Once the peccadilloes of the speaker and room are known, via the impulse response, the RCS 2.0 calculates the settings of its fine grained equalizer needed to eliminate them. To do this properly, one needs to first tell the TACT software what it is you wish to achieve. In my case I wanted just flat response down to 20 Hz. But provision is made to select and shape to taste what TACT calls target response curves. One can select a curve from the TACT library and then change or add corners (3 dB points) to make the response go up or down 6 dB per octave or more depending on the number of corners used. Within reason, you can draw any response curve you wish and the software will produce just the right filter to achieve this response, taking into account both the speaker and room response.
For some arcane reason TACT does not believe that audiophiles should have a flat response within their listening rooms. Therefore the overwhelming number of stored target curves provided have slopes mostly downward with frequency. To find the one curve that is simply flat down to 20 Hz one must know that it is called "Nearfield Response". Now you know. There is no printed manual with the 2.0 but one can print out a well written, voluminous manual using the PC printer and contained therein is the rationale for not using flat response in small listening rooms.
Audiophiles and the PC
"If you are PC phobic, the TACT system is not for you."
While the computer may be anathema to many audiophiles, it is clear that the PC will soon be able to do even more for high-end sound reproduction than it has been able to do so far for high-resolution photography. If you are PC phobic, the TACT system is not for you. While any ten year old Gates-blooded American can probably get the TACT software installed and an RS-232 communication link to the TACT preamp going, this may not be a trivial task for anyone of the WBC (Way Before Computers) era. My own PC was in another distant room and immovable so I needed to run a very long cable to do this review. Of course, a laptop with Pentium processing power and a CD-ROM player built-in would make the job easier. The cost of the PC, if you don't already have one, is a consideration here. Fortunately, once you have made the measurements, downloaded the correction filters, delay, balance, etc. the PC and the microphone can be disconnected.
Room Correction Considerations
The TACT methodology of measuring the impulse response (rather than the frequency response) has a tremendous advantage over conventional steady-state-tone measuring methods. Say one measured the loudspeaker/room response using a sinewave oscillator and a microphone attached to a meter. Then, using the resultant curve to set a conventional equalizer feeding the speaker, one would assume that a flat response would be achieved.

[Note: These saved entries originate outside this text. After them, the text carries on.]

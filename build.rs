use std::env;

fn main() {
    // Version string shown by `--version`, overridable for packaged builds
    let version = env::var("BUTTERFLY_VERSION")
        .unwrap_or_else(|_| env::var("CARGO_PKG_VERSION").unwrap_or_default());
    println!("cargo:rustc-env=BUTTERFLY_VERSION={}", version);

    println!("cargo:rerun-if-env-changed=BUTTERFLY_VERSION");
    println!("cargo:rerun-if-changed=build.rs");
}
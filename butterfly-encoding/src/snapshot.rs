//! Persisted schema form
//!
//! A snapshot carries every attribute with its registered layout, so a graph
//! opened later reads its edge records without running the allocator again.
//! Field names are the on-disk JSON keys.

use std::fs::File;
use std::io::{BufReader, BufWriter, Write};
use std::path::Path;

use butterfly_common::Result;
use serde::{Deserialize, Serialize};

/// One registered integer attribute, field for field
#[derive(Debug, Clone, PartialEq, Eq, Serialize, Deserialize)]
pub struct IntEncodedValueSnapshot {
    pub name: String,
    /// Stored width, including the negation bit
    pub bits: u32,
    pub min_storable_value: i32,
    pub max_storable_value: i32,
    /// Running maximum, `i32::MIN` if never written
    pub max_value: i32,
    pub negate_reverse_direction: bool,
    pub store_two_directions: bool,
    pub fwd_data_index: u32,
    /// Zero unless `store_two_directions`
    pub bwd_data_index: u32,
    pub fwd_shift: u32,
    pub bwd_shift: u32,
    pub fwd_mask: u32,
    pub bwd_mask: u32,
    pub byte_support: bool,
}

/// All attributes of a schema in registration order
#[derive(Debug, Clone, PartialEq, Eq, Serialize, Deserialize)]
pub struct SchemaSnapshot {
    pub bytes_per_edge: usize,
    pub attributes: Vec<IntEncodedValueSnapshot>,
}

impl SchemaSnapshot {
    pub fn to_json(&self) -> Result<String> {
        Ok(serde_json::to_string_pretty(self)?)
    }

    pub fn from_json(json: &str) -> Result<Self> {
        Ok(serde_json::from_str(json)?)
    }

    /// Write the snapshot as pretty-printed JSON
    pub fn write<P: AsRef<Path>>(&self, path: P) -> Result<()> {
        let file = File::create(path.as_ref())?;
        let mut writer = BufWriter::new(file);
        serde_json::to_writer_pretty(&mut writer, self)?;
        writer.flush()?;
        Ok(())
    }

    pub fn read<P: AsRef<Path>>(path: P) -> Result<Self> {
        let file = File::open(path.as_ref())?;
        Ok(serde_json::from_reader(BufReader::new(file))?)
    }
}
//! Bit-layout allocator
//!
//! Hands out contiguous bit ranges inside the 32-bit words of an edge record.
//! One allocator is shared by every attribute registered in a schema build;
//! it only ever moves forward.

/// Where an attribute slot lives inside an edge record
#[derive(Debug, Clone, Copy, PartialEq, Eq, Default)]
pub struct Placement {
    /// Index of the 32-bit word within the record
    pub word_index: u32,
    /// Position of the lowest bit of the slot within the word
    pub bit_shift: u32,
    /// `bits` set bits starting at `bit_shift`
    pub bit_mask: u32,
}

impl Placement {
    /// Byte offset of the word inside the edge record
    #[inline]
    pub fn word_byte_offset(&self) -> usize {
        self.word_index as usize * 4
    }

    /// Byte within the word holding the slot's lowest bit
    #[inline]
    pub fn byte_offset(&self) -> u32 {
        self.bit_shift / 8
    }

    /// Shift of the slot's lowest bit within that byte
    #[inline]
    pub fn byte_bit_shift(&self) -> u32 {
        self.bit_shift % 8
    }
}

/// Shared layout cursor for one schema build session.
///
/// A request that does not fit in the remainder of the current word starts at
/// the beginning of the next one, so a slot never straddles two words.
#[derive(Debug, Clone, Default)]
pub struct BitAllocator {
    /// Word the cursor is in, `None` before the first allocation
    word_index: Option<u32>,
    /// Next free bit in the current word
    next_shift: u32,
    bits_requested: u32,
}

impl BitAllocator {
    pub fn new() -> Self {
        Self::default()
    }

    /// Reserve `bits` contiguous bits, `1..=32`.
    ///
    /// # Panics
    ///
    /// Panics if `bits` is zero or larger than a word. Attribute constructors
    /// validate their width before they ever reach the allocator.
    pub fn next(&mut self, bits: u32) -> Placement {
        assert!(
            (1..=32).contains(&bits),
            "cannot allocate {bits} bits in a 32-bit word"
        );

        let word_index = match self.word_index {
            Some(idx) if self.next_shift + bits <= 32 => idx,
            Some(idx) => {
                self.next_shift = 0;
                idx + 1
            }
            None => {
                self.next_shift = 0;
                0
            }
        };
        self.word_index = Some(word_index);

        let bit_shift = self.next_shift;
        let bit_mask = (((1u64 << bits) - 1) as u32) << bit_shift;
        self.next_shift += bits;
        self.bits_requested += bits;

        Placement {
            word_index,
            bit_shift,
            bit_mask,
        }
    }

    /// Number of words touched so far, i.e. the minimal record size in words
    pub fn required_words(&self) -> u32 {
        self.word_index.map_or(0, |idx| idx + 1)
    }

    /// Minimal record size in bytes
    pub fn required_bytes(&self) -> usize {
        self.required_words() as usize * 4
    }

    /// Sum of all requested widths, excluding padding at word ends
    pub fn bits_requested(&self) -> u32 {
        self.bits_requested
    }
}

#[cfg(test)]
mod tests {
    use super::*;

    #[test]
    fn test_first_allocation_starts_at_zero() {
        let mut alloc = BitAllocator::new();
        assert_eq!(alloc.required_words(), 0);

        let p = alloc.next(5);
        assert_eq!(p, Placement { word_index: 0, bit_shift: 0, bit_mask: 0b11111 });
        assert_eq!(alloc.required_bytes(), 4);
    }

    #[test]
    fn test_allocations_are_packed() {
        let mut alloc = BitAllocator::new();
        alloc.next(5);
        let p = alloc.next(3);
        assert_eq!(p.word_index, 0);
        assert_eq!(p.bit_shift, 5);
        assert_eq!(p.bit_mask, 0b111 << 5);
        assert_eq!(p.byte_offset(), 0);
        assert_eq!(p.byte_bit_shift(), 5);

        let p = alloc.next(10);
        assert_eq!(p.bit_shift, 8);
        assert_eq!(p.byte_offset(), 1);
        assert_eq!(p.byte_bit_shift(), 0);
    }

    #[test]
    fn test_no_straddling() {
        let mut alloc = BitAllocator::new();
        alloc.next(30);
        let p = alloc.next(3);
        assert_eq!(p.word_index, 1);
        assert_eq!(p.bit_shift, 0);
        assert_eq!(p.word_byte_offset(), 4);
        assert_eq!(alloc.bits_requested(), 33);
        assert_eq!(alloc.required_words(), 2);
    }

    #[test]
    fn test_exact_fit_stays_in_word() {
        let mut alloc = BitAllocator::new();
        alloc.next(16);
        let p = alloc.next(16);
        assert_eq!(p.word_index, 0);
        assert_eq!(p.bit_shift, 16);
        assert_eq!(p.bit_mask, 0xffff_0000);

        let p = alloc.next(1);
        assert_eq!(p.word_index, 1);
        assert_eq!(p.bit_shift, 0);
    }

    #[test]
    fn test_full_word() {
        let mut alloc = BitAllocator::new();
        alloc.next(1);
        let p = alloc.next(32);
        assert_eq!(p.word_index, 1);
        assert_eq!(p.bit_mask, u32::MAX);
    }

    #[test]
    #[should_panic]
    fn test_zero_bits_panics() {
        BitAllocator::new().next(0);
    }
}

Wrong! Music, in particular, consists mainly of transients. Thus if a standing wave in the room, causes say a loss of 10 dB at 100 Hz at the listening position and we apply a 10 dB boost at the speaker, then a brief but audible10 dB peak will be heard until the room response catches up to cancel the peak. It is not the frequency response of the speaker/room system that needs to be corrected but the transient response. Since the TACT RSC 2.0 measures the response based on a train of averaged discrete impulses it does equalize properly for both speaker and room anomalies up to a certain point. While improvements in this technology will come at an increasing rate, the RSC 2.0 can only cancel early reflection that occur within a period of one wavelength of the frequency involved. Thus, a reflection off the rear wall from ten feet behind the listener will be delayed about 20 ms. This delay corresponds to the period of a frequency of about 50 Hz. Thus the TACT will not be able to deal with the components in this reflection at frequencies above this. On the other hand, corrections get to be quite accurate for near reflections coming from the floor, ceiling or nearby furniture. The TACT RS 2.0, as good as it is, is not a complete substitute for room treatment but it is difficult for the usual room treatments to eliminate low bass problems and thus it is providential that this is where the 2.0 works the best.
Let me state at the outset that my results are in no way typical. My listening room and test facility is very well treated with absorption panels to eliminate early reflections and room modes. So I did not anticipate any major sonic revelations. I was wrong in this expectation.
First the 2.0 confirmed that my speakers were precisely equidistant from the best listening position. It also had a few things to say about the balance between the channels so I adjusted the bias control on the electrostatic speakers to make their efficiencies identical. At this point I discovered that the TACT 2.0 includes a pink noise generator that can be switched from one channel to the other and this made it even easier to get the channel balance correct. It is not a good idea to let the 2.0 unit do this automatically without checking by ear. The 2.0 will get the energy coming from both speakers to be identical but it is always possible that an uncorrected narrow peak in one channel at say a frequency such as 9 kHz will force an unwarranted balance adjustment throughout the rest of the range.
This points up the issue that as a measuring device, the RSC 2.0 is superb but many of its remedial functions are only required if you eschew room treatment or don't adjust speaker position, polarity, phase, and response controls properly.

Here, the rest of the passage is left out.